## ACTIVITY
Lines with "connections": state how many there are in the records below, and nothing else.

Excerpts from a dataset:
╭──
use std::{
    collections::{BTreeMap, BTreeSet, HashSet},
    fmt::Display,
};

use serde::{Serialize, Serializer};
use uuid::Uuid;

use crate::{
    data_aquisition::connection::Connection,
    network::{mac::MacAddress, node::Node},
};

/// A switch port that survived interface filtering.
#[derive(Debug, Clone, Serialize)]
pub struct Port {
    /// Interface index (`ifIndex`), unique within its switch
    pub index: u32,
    pub name: String,
    pub mac: MacAddress,
    pub up: bool,
    pub vlan: Option<u16>,
    #[serde(serialize_with = "serialize_nodes_sorted")]
    pub nodes: HashSet<Node>,
}

impl Port {
    pub fn new(index: u32, name: impl Into<String>, mac: MacAddress, up: bool) -> Self {
        Self {
            index,
            name: name.into(),
            mac,
            up,
            vlan: None,
            nodes: HashSet::new(),
        }
    }

    /// Attach a node. Returns false if a node with the same address was already attached.
    pub fn insert_node(&mut self, node: Node) -> bool {
        self.nodes.insert(node)
    }

    /// Attached nodes ordered by address.
    pub fn sorted_nodes(&self) -> Vec<&Node> {
        let mut nodes: Vec<&Node> = self.nodes.iter().collect();
        nodes.sort_by_key(|n| n.mac);
        nodes
    }
}

fn serialize_nodes_sorted<S: Serializer>(nodes: &HashSet<Node>, serializer: S) -> Result<S::Ok, S::Error> {
    let mut sorted: Vec<&Node> = nodes.iter().collect();
    sorted.sort_by_key(|n| n.mac);
    serializer.collect_seq(sorted)
}

fn serialize_agent<S: Serializer>(connection: &Connection, serializer: S) -> Result<S::Ok, S::Error> {
    serializer.serialize_str(&connection.agent())
}

/// A managed switch and everything discovery learned about it.
///
/// Created by the caller with an empty port map and filled in place by discovery.
#[derive(Debug, Clone, Serialize)]
pub struct Switch {
    pub name: String,
    #[serde(rename = "agent", serialize_with = "serialize_agent")]
    pub connection: Connection,
    /// Hardware addresses of the switch's own interfaces, without duplicates or the zero address
    pub macs: Vec<MacAddress>,
    pub ports: BTreeMap<u32, Port>,
    /// Known VLANs; empty for VLAN-unaware devices
    pub vlans: BTreeSet<u16>,
}

impl Switch {
    pub fn new(name: impl Into<String>, connection: Connection) -> Self {
        Self {
            name: name.into(),
            connection,
            macs: Vec::new(),
            ports: BTreeMap::new(),
            vlans: BTreeSet::new(),
        }
    }

    /// Record one of the switch's own addresses. The zero address is never recorded.
    pub fn add_local_mac(&mut self, mac: MacAddress) {
        if !mac.is_zero() && !self.macs.contains(&mac) {
            self.macs.push(mac);
        }
    }

    pub fn owns_mac(&self, mac: &MacAddress) -> bool {
        self.macs.contains(mac)
    }

    /// Forwarding contexts to walk: every known VLAN, or the single default context.
    pub fn vlan_contexts(&self) -> Vec<Option<u16>> {
        if self.vlans.is_empty() {
            vec![None]
        } else {
            self.vlans.iter().copied().map(Some).collect()
        }
    }

    pub fn node_count(&self) -> usize {
        self.ports.values().map(|p| p.nodes.len()).sum()
    }

    pub fn to_uuidv5(&self) -> Uuid {
        Uuid::new_v5(&Uuid::NAMESPACE_OID, format!("switch:{}", self.name).as_bytes())
    }
}

impl Display for Switch {
    fn fmt(&self, f: &mut std::fmt::Formatter<'_>) -> std::fmt::Result {
        write!(f, "Switch {} ({})", self.name, self.connection.agent())?;
        write!(
            f,
            "\nMACs: {}",
            self.macs
                .iter()
                .map(|m| m.to_string())
                .collect::<Vec<_>>()
                .join(", ")
        )?;
        for port in self.ports.values() {
            write!(
                f,
                "\n  [{}] {} {} ({} nodes)",
                port.index,
                port.name,
                if port.up { "up" } else { "down" },
                port.nodes.len()
            )?;
        }
        Ok(())
    }
}
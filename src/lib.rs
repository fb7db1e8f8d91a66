pub mod config;
pub mod data_aquisition;
pub mod network;
pub mod parsers;
pub mod render;
pub mod topology;
use std::collections::BTreeSet;

use serde::Deserialize;

use crate::topology::oids::OPER_STATUS_UP;

/// ifType 6, ethernetCsmacd
pub const IF_TYPE_ETHERNET: i64 = 6;
/// ifType 56, fibreChannel
pub const IF_TYPE_FIBRE_CHANNEL: i64 = 56;

/// Which interface types may become ports.
#[derive(Debug, Clone, PartialEq, Eq, Deserialize)]
#[serde(untagged)]
pub enum TypeSelection {
    /// `"*"` in configuration
    Any(Wildcard),
    Only(BTreeSet<i64>),
}

/// The literal `"*"`.
#[derive(Debug, Clone, Copy, PartialEq, Eq)]
pub struct Wildcard;

impl<'de> Deserialize<'de> for Wildcard {
    fn deserialize<D>(deserializer: D) -> Result<Self, D::Error>
    where
        D: serde::Deserializer<'de>,
    {
        let s = String::deserialize(deserializer)?;
        if s == "*" {
            Ok(Wildcard)
        } else {
            Err(serde::de::Error::custom(format!(
                "expected \"*\" or a list of interface types, got \"{}\"",
                s
            )))
        }
    }
}

impl TypeSelection {
    pub fn any() -> Self {
        TypeSelection::Any(Wildcard)
    }

    pub fn only(types: impl IntoIterator<Item = i64>) -> Self {
        TypeSelection::Only(types.into_iter().collect())
    }

    pub fn contains(&self, if_type: i64) -> bool {
        match self {
            TypeSelection::Any(_) => true,
            TypeSelection::Only(types) => types.contains(&if_type),
        }
    }
}

/// Rules deciding which interfaces become ports.
///
/// `filtered` wins over `allowed`. A check whose input could not be read is skipped.
#[derive(Debug, Clone, PartialEq, Eq)]
pub struct InterfacePolicy {
    pub allowed: TypeSelection,
    pub filtered: BTreeSet<i64>,
    pub require_oper_up: bool,
}

impl Default for InterfacePolicy {
    fn default() -> Self {
        Self {
            allowed: TypeSelection::only([IF_TYPE_ETHERNET, IF_TYPE_FIBRE_CHANNEL]),
            filtered: BTreeSet::new(),
            require_oper_up: true,
        }
    }
}

impl InterfacePolicy {
    pub fn admits_type(&self, if_type: Option<i64>) -> bool {
        match if_type {
            Some(t) => self.allowed.contains(t) && !self.filtered.contains(&t),
            None => true,
        }
    }

    pub fn admits_status(&self, oper_status: Option<i64>) -> bool {
        match oper_status {
            Some(status) if self.require_oper_up => status == OPER_STATUS_UP,
            _ => true,
        }
    }
}

#[cfg(test)]
mod tests {
    use super::*;

    #[test]
    fn test_allowed_types() {
        let policy = InterfacePolicy {
            allowed: TypeSelection::only([6, 56]),
            ..Default::default()
        };
        assert!(policy.admits_type(Some(6)));
        assert!(policy.admits_type(Some(56)));
        assert!(!policy.admits_type(Some(24)));
        // Unknown type skips the check
        assert!(policy.admits_type(None));
    }

    #[test]
    fn test_filtered_wins() {
        let policy = InterfacePolicy {
            allowed: TypeSelection::any(),
            filtered: BTreeSet::from([161]),
            require_oper_up: false,
        };
        assert!(!policy.admits_type(Some(161)));
        assert!(policy.admits_type(Some(24)));

        let both = InterfacePolicy {
            allowed: TypeSelection::only([6, 161]),
            filtered: BTreeSet::from([161]),
            require_oper_up: true,
        };
        assert!(!both.admits_type(Some(161)));
    }

    #[test]
    fn test_oper_status() {
        let policy = InterfacePolicy::default();
        assert!(policy.admits_status(Some(1)));
        assert!(!policy.admits_status(Some(2)));
        assert!(policy.admits_status(None));

        let lenient = InterfacePolicy {
            require_oper_up: false,
            ..Default::default()
        };
        assert!(lenient.admits_status(Some(2)));
    }

    #[test]
    fn test_type_selection_from_toml() {
        #[derive(Deserialize)]
        struct Wrapper {
            types: TypeSelection,
        }
        let any: Wrapper = toml::from_str(r#"types = "*""#).unwrap();
        assert_eq!(any.types, TypeSelection::any());
        let only: Wrapper = toml::from_str("types = [6, 117]").unwrap();
        assert_eq!(only.types, TypeSelection::only([6, 117]));
        assert!(toml::from_str::<Wrapper>(r#"types = "ethernet""#).is_err());
    }
}
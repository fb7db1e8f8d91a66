use std::{collections::HashMap, fmt::Display};

use petgraph::{
    Directed,
    dot::{Config, Dot},
    graph::NodeIndex,
    prelude::StableGraph,
};
use uuid::Uuid;

use crate::network::{mac::MacAddress, switch::Switch};

/// Vertex of the rendered topology.
#[derive(Debug, Clone, PartialEq, Eq)]
pub enum GraphVertex {
    Switch { name: String },
    Port { switch: String, index: u32, name: String },
    Device { mac: MacAddress, label: String },
}

impl Display for GraphVertex {
    fn fmt(&self, f: &mut std::fmt::Formatter<'_>) -> std::fmt::Result {
        match self {
            GraphVertex::Switch { name } => write!(f, "Switch {}", name),
            GraphVertex::Port { name, .. } => write!(f, "Port {}", name),
            GraphVertex::Device { label, .. } => write!(f, "{}", label),
        }
    }
}

#[derive(Debug, Clone, Copy, PartialEq, Eq)]
pub enum GraphEdge {
    /// Switch to one of its ports
    HasPort,
    /// Port to a device learned on it
    Learned,
    /// Port to another discovered switch
    Uplink,
}

impl Display for GraphEdge {
    fn fmt(&self, f: &mut std::fmt::Formatter<'_>) -> std::fmt::Result {
        match self {
            GraphEdge::HasPort => write!(f, "port"),
            GraphEdge::Learned => write!(f, "learned"),
            GraphEdge::Uplink => write!(f, "uplink"),
        }
    }
}

/// A protocol-agnostic graph of one or more discovered switches.
///
/// Vertex ids are UUIDv5 so the same switch, port or device maps to the same vertex across
/// switches and across runs.
pub struct TopologyGraph {
    pub graph: StableGraph<GraphVertex, GraphEdge, Directed>,
    pub node_id_to_index_map: HashMap<Uuid, NodeIndex>,
}

impl TopologyGraph {
    /// Build a graph from populated switches. Ports without nodes are left out when
    /// `skip_empty_ports` is set.
    pub fn build_new(switches: &[Switch], skip_empty_ports: bool) -> Self {
        let mut this = Self {
            graph: StableGraph::new(),
            node_id_to_index_map: HashMap::new(),
        };

        let owners: HashMap<MacAddress, Uuid> = switches
            .iter()
            .flat_map(|sw| sw.macs.iter().map(move |mac| (*mac, sw.to_uuidv5())))
            .collect();

        for sw in switches {
            this.add_vertex(sw.to_uuidv5(), GraphVertex::Switch { name: sw.name.clone() });
        }

        for sw in switches {
            let switch_index = this.node_id_to_index_map[&sw.to_uuidv5()];
            for port in sw.ports.values() {
                if skip_empty_ports && port.nodes.is_empty() {
                    continue;
                }
                let port_id = Uuid::new_v5(
                    &Uuid::NAMESPACE_OID,
                    format!("port:{}:{}", sw.name, port.index).as_bytes(),
                );
                let port_index = this.add_vertex(
                    port_id,
                    GraphVertex::Port {
                        switch: sw.name.clone(),
                        index: port.index,
                        name: port.name.clone(),
                    },
                );
                this.graph.add_edge(switch_index, port_index, GraphEdge::HasPort);

                for node in port.sorted_nodes() {
                    match owners.get(&node.mac) {
                        Some(owner) if *owner != sw.to_uuidv5() => {
                            let owner_index = this.node_id_to_index_map[owner];
                            this.graph.add_edge(port_index, owner_index, GraphEdge::Uplink);
                        }
                        // A switch seeing its own address is not an edge
                        Some(_) => {}
                        None => {
                            let device_index = this.add_vertex(
                                node.to_uuidv5(),
                                GraphVertex::Device {
                                    mac: node.mac,
                                    label: node.label(),
                                },
                            );
                            this.graph.add_edge(port_index, device_index, GraphEdge::Learned);
                        }
                    }
                }
            }
        }
        this
    }

    /// Returns the existing vertex for `id` or inserts a new one.
    fn add_vertex(&mut self, id: Uuid, vertex: GraphVertex) -> NodeIndex {
        if let Some(index) = self.node_id_to_index_map.get(&id) {
            return *index;
        }
        let index = self.graph.add_node(vertex);
        self.node_id_to_index_map.insert(id, index);
        index
    }

    pub fn node_count(&self) -> usize {
        self.graph.node_count()
    }

    pub fn edge_count(&self) -> usize {
        self.graph.edge_count()
    }

    /// Graphviz DOT text of the graph.
    pub fn to_dot(&self) -> String {
        format!("{}", Dot::with_config(&self.graph, &[Config::EdgeNoLabel]))
    }
}
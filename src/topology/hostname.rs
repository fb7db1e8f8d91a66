use std::{
    collections::HashMap,
    net::{IpAddr, Ipv4Addr},
};

use dns_lookup::lookup_addr;
use tracing::{debug, info, warn};

use crate::data_aquisition::{
    connection::Connection,
    core::{SnmpTransport, TransportError, VarBind},
};
use crate::network::mac::MacAddress;
use crate::topology::{
    discovery::DiscoveryError,
    oids::{IP_NET_TO_MEDIA_NET_ADDRESS, IP_NET_TO_MEDIA_PHYS_ADDRESS},
};

#[derive(Debug, Clone, PartialEq, Eq)]
pub struct HostEntry {
    pub ip: Ipv4Addr,
    /// Reverse DNS name, if looked up and found
    pub hostname: Option<String>,
}

impl HostEntry {
    /// Hostname if known, otherwise the IP address.
    pub fn label(&self) -> String {
        self.hostname.clone().unwrap_or_else(|| self.ip.to_string())
    }
}

/// Hardware address to IP/hostname map built from agents' ARP tables.
///
/// Built once before discovery and only read afterwards, so it can be shared between switches.
/// If several agents report the same address, the last one read wins.
#[derive(Debug, Clone, Default)]
pub struct HostnameMap {
    by_mac: HashMap<MacAddress, HostEntry>,
}

impl HostnameMap {
    pub fn new() -> Self {
        Self::default()
    }

    /// Insert or overwrite an entry.
    pub fn insert(&mut self, mac: MacAddress, entry: HostEntry) {
        self.by_mac.insert(mac, entry);
    }

    pub fn get(&self, mac: &MacAddress) -> Option<&HostEntry> {
        self.by_mac.get(mac)
    }

    /// Name to show for `mac`: hostname, else IP, else nothing.
    pub fn lookup(&self, mac: &MacAddress) -> Option<String> {
        self.by_mac.get(mac).map(HostEntry::label)
    }

    pub fn len(&self) -> usize {
        self.by_mac.len()
    }

    pub fn is_empty(&self) -> bool {
        self.by_mac.is_empty()
    }

    pub fn merge(&mut self, other: HostnameMap) {
        self.by_mac.extend(other.by_mac);
    }

    /// Build from the address column alone, taking each IP from the row index
    /// (`ifIndex.a.b.c.d`). Returns `None` if any row's index does not end in an IPv4 address.
    pub fn from_indexed_rows(phys: &[VarBind]) -> Option<Self> {
        let mut map = Self::new();
        for vb in phys {
            let ip = vb
                .index_suffix(IP_NET_TO_MEDIA_PHYS_ADDRESS)
                .and_then(|suffix| ipv4_from_suffix(&suffix))?;
            match vb.value.as_address() {
                Some(mac) if !mac.is_zero() => map.insert(mac, HostEntry { ip, hostname: None }),
                _ => debug!(oid = %vb.oid, value = ?vb.value, "ARP entry without a usable address"),
            }
        }
        Some(map)
    }

    /// Build by pairing the address and IP columns row by row.
    ///
    /// This assumes both walks came back in the same order; columns of different length mean
    /// the table changed or was cut short, and nothing is paired.
    pub fn from_columns(phys: &[VarBind], net: &[VarBind]) -> Result<Self, DiscoveryError> {
        if phys.len() != net.len() {
            return Err(DiscoveryError::InconsistentTable {
                table: "ipNetToMediaTable",
                detail: format!("{} addresses but {} IPs", phys.len(), net.len()),
            });
        }
        let mut map = Self::new();
        for (mac_vb, ip_vb) in phys.iter().zip(net) {
            let mac = mac_vb.value.as_address().filter(|mac| !mac.is_zero());
            let ip = ip_vb.value.as_text().and_then(|s| s.parse::<Ipv4Addr>().ok());
            match (mac, ip) {
                (Some(mac), Some(ip)) => map.insert(mac, HostEntry { ip, hostname: None }),
                _ => debug!(mac_oid = %mac_vb.oid, ip_oid = %ip_vb.oid, "Skipping unpaired ARP row"),
            }
        }
        Ok(map)
    }

    /// Read one agent's ARP table.
    pub async fn collect<T>(transport: &T, connection: &Connection) -> Result<Self, DiscoveryError>
    where
        T: SnmpTransport + ?Sized,
    {
        let phys = transport.walk(connection, IP_NET_TO_MEDIA_PHYS_ADDRESS).await?;
        if let Some(map) = Self::from_indexed_rows(&phys) {
            return Ok(map);
        }
        debug!(agent = %connection.agent(), "ARP index has no IPv4 suffix, pairing columns");
        let net = transport.walk(connection, IP_NET_TO_MEDIA_NET_ADDRESS).await?;
        Self::from_columns(&phys, &net)
    }

    /// Fill in hostnames by reverse DNS. Lookups run on the blocking pool.
    pub async fn resolve_reverse_dns(&mut self) {
        let ips: Vec<Ipv4Addr> = self.by_mac.values().map(|e| e.ip).collect();
        let mut names: HashMap<Ipv4Addr, String> = HashMap::new();
        for ip in ips {
            if names.contains_key(&ip) {
                continue;
            }
            let resolved = tokio::task::spawn_blocking(move || reverse_lookup(ip))
                .await
                .ok()
                .flatten();
            if let Some(name) = resolved {
                names.insert(ip, name);
            }
        }
        for entry in self.by_mac.values_mut() {
            if let Some(name) = names.get(&entry.ip) {
                entry.hostname = Some(name.clone());
            }
        }
        debug!(resolved = names.len(), "Reverse DNS finished");
    }
}

/// Reverse DNS for one address. An answer that is just the address again counts as no answer.
pub fn reverse_lookup(ip: Ipv4Addr) -> Option<String> {
    match lookup_addr(&IpAddr::V4(ip)) {
        Ok(hostname) if hostname != ip.to_string() => Some(hostname),
        _ => None,
    }
}

fn ipv4_from_suffix(suffix: &[u64]) -> Option<Ipv4Addr> {
    if suffix.len() < 4 {
        return None;
    }
    let mut octets = [0u8; 4];
    for (octet, component) in octets.iter_mut().zip(&suffix[suffix.len() - 4..]) {
        *octet = u8::try_from(*component).ok()?;
    }
    Some(Ipv4Addr::from(octets))
}

/// Build the shared map from every agent in `connections`.
///
/// An agent whose table cannot be read or is inconsistent is logged and left out; the map is an
/// enrichment and never stops discovery.
pub async fn collect_hostnames<T>(transport: &T, connections: &[Connection], reverse_dns: bool) -> HostnameMap
where
    T: SnmpTransport + ?Sized,
{
    let mut map = HostnameMap::new();
    for connection in connections {
        match HostnameMap::collect(transport, connection).await {
            Ok(part) => {
                debug!(agent = %connection.agent(), entries = part.len(), "ARP table read");
                map.merge(part);
            }
            Err(DiscoveryError::Transport(TransportError::Timeout { agent })) => {
                warn!(agent = %agent, "ARP table walk timed out, skipping agent");
            }
            Err(e) => warn!(agent = %connection.agent(), error = %e, "Skipping ARP table"),
        }
    }
    if reverse_dns {
        map.resolve_reverse_dns().await;
    }
    info!(entries = map.len(), "Hostname map built");
    map
}
use std::{io::ErrorKind, time::Duration};

use async_trait::async_trait;
use tokio::process::Command;
use tracing::{debug, trace};

use crate::data_aquisition::{
    connection::{Connection, Credentials},
    core::{SnmpTransport, SnmpValue, TransportError, VarBind, normalize_oid},
};
use crate::parsers::dump::{decode_dump, decode_single};

const SNMPGET: &str = "snmpget";
const SNMPWALK: &str = "snmpwalk";

/// SNMP transport that drives the net-snmp command line tools.
///
/// Output is requested with numeric OIDs (`-On`) and without units (`-OU`) and decoded with the
/// textual value decoder.
pub struct NetSnmpTransport {
    timeout: Duration,
}

impl Default for NetSnmpTransport {
    fn default() -> Self {
        Self::new(crate::data_aquisition::snmp::DEFAULT_TIMEOUT)
    }
}

impl NetSnmpTransport {
    pub fn new(timeout: Duration) -> Self {
        Self { timeout }
    }

    /// Verifies that `snmpget` and `snmpwalk` can be executed.
    pub async fn check_available() -> Result<(), TransportError> {
        for tool in [SNMPGET, SNMPWALK] {
            match Command::new(tool).arg("-V").output().await {
                Ok(_) => {}
                Err(e) if e.kind() == ErrorKind::NotFound => {
                    return Err(TransportError::ToolMissing(tool.to_string()));
                }
                Err(source) => {
                    return Err(TransportError::Io {
                        agent: tool.to_string(),
                        source,
                    });
                }
            }
        }
        Ok(())
    }

    /// Arguments shared by `snmpget` and `snmpwalk`, up to and including the agent.
    pub fn base_args(&self, connection: &Connection) -> Vec<String> {
        let mut args = vec![
            "-On".to_string(),
            "-OU".to_string(),
            "-t".to_string(),
            self.timeout.as_secs().max(1).to_string(),
            "-r".to_string(),
            "0".to_string(),
            "-v".to_string(),
            connection.version().as_arg().to_string(),
        ];
        match connection.credentials() {
            Credentials::Community(community) => {
                args.extend(["-c".to_string(), community.clone()]);
            }
            Credentials::User { username, password } => {
                args.extend(
                    ["-l", "authNoPriv", "-a", "MD5", "-u", username.as_str(), "-A", password.as_str()]
                        .into_iter()
                        .map(str::to_string),
                );
            }
        }
        args.push(connection.agent());
        args
    }

    /// Run `tool` against `oid`. `Ok(None)` means the agent reported the object missing.
    async fn run(&self, tool: &str, connection: &Connection, oid: &str) -> Result<Option<String>, TransportError> {
        let mut args = self.base_args(connection);
        args.push(normalize_oid(oid));
        trace!(tool, agent = %connection.agent(), oid, "Running net-snmp tool");

        let output = Command::new(tool)
            .args(&args)
            .kill_on_drop(true)
            .output()
            .await
            .map_err(|e| match e.kind() {
                ErrorKind::NotFound => TransportError::ToolMissing(tool.to_string()),
                _ => TransportError::Io {
                    agent: connection.agent(),
                    source: e,
                },
            })?;

        if !output.status.success() {
            let stderr = String::from_utf8_lossy(&output.stderr).trim().to_string();
            return match exit_failure(tool, connection, output.status.to_string(), stderr) {
                Some(e) => Err(e),
                None => Ok(None),
            };
        }
        Ok(Some(String::from_utf8_lossy(&output.stdout).into_owned()))
    }
}

/// Error for a tool that exited unsuccessfully, or `None` when the agent answered noSuchName.
fn exit_failure(tool: &str, connection: &Connection, status: String, stderr: String) -> Option<TransportError> {
    if is_missing_object(&stderr) {
        return None;
    }
    if stderr.starts_with("Timeout") {
        return Some(TransportError::Timeout {
            agent: connection.agent(),
        });
    }
    Some(TransportError::Command {
        tool: tool.to_string(),
        status,
        stderr,
    })
}

/// v1 agents report a missing object as an error packet rather than a value.
fn is_missing_object(stderr: &str) -> bool {
    stderr.contains("(noSuchName)") || stderr.contains("There is no such variable name")
}

#[async_trait]
impl SnmpTransport for NetSnmpTransport {
    async fn fetch(&self, connection: &Connection, oid: &str) -> Result<SnmpValue, TransportError> {
        match self.run(SNMPGET, connection, oid).await? {
            Some(stdout) => Ok(decode_single(&stdout)),
            None => Ok(SnmpValue::Absent),
        }
    }

    async fn walk(&self, connection: &Connection, prefix: &str) -> Result<Vec<VarBind>, TransportError> {
        let entries = match self.run(SNMPWALK, connection, prefix).await? {
            Some(stdout) => decode_dump(&stdout),
            None => Vec::new(),
        };
        debug!(agent = %connection.agent(), prefix, entries = entries.len(), "snmpwalk");
        Ok(entries)
    }
}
╰──
## ANSWER SPACE
3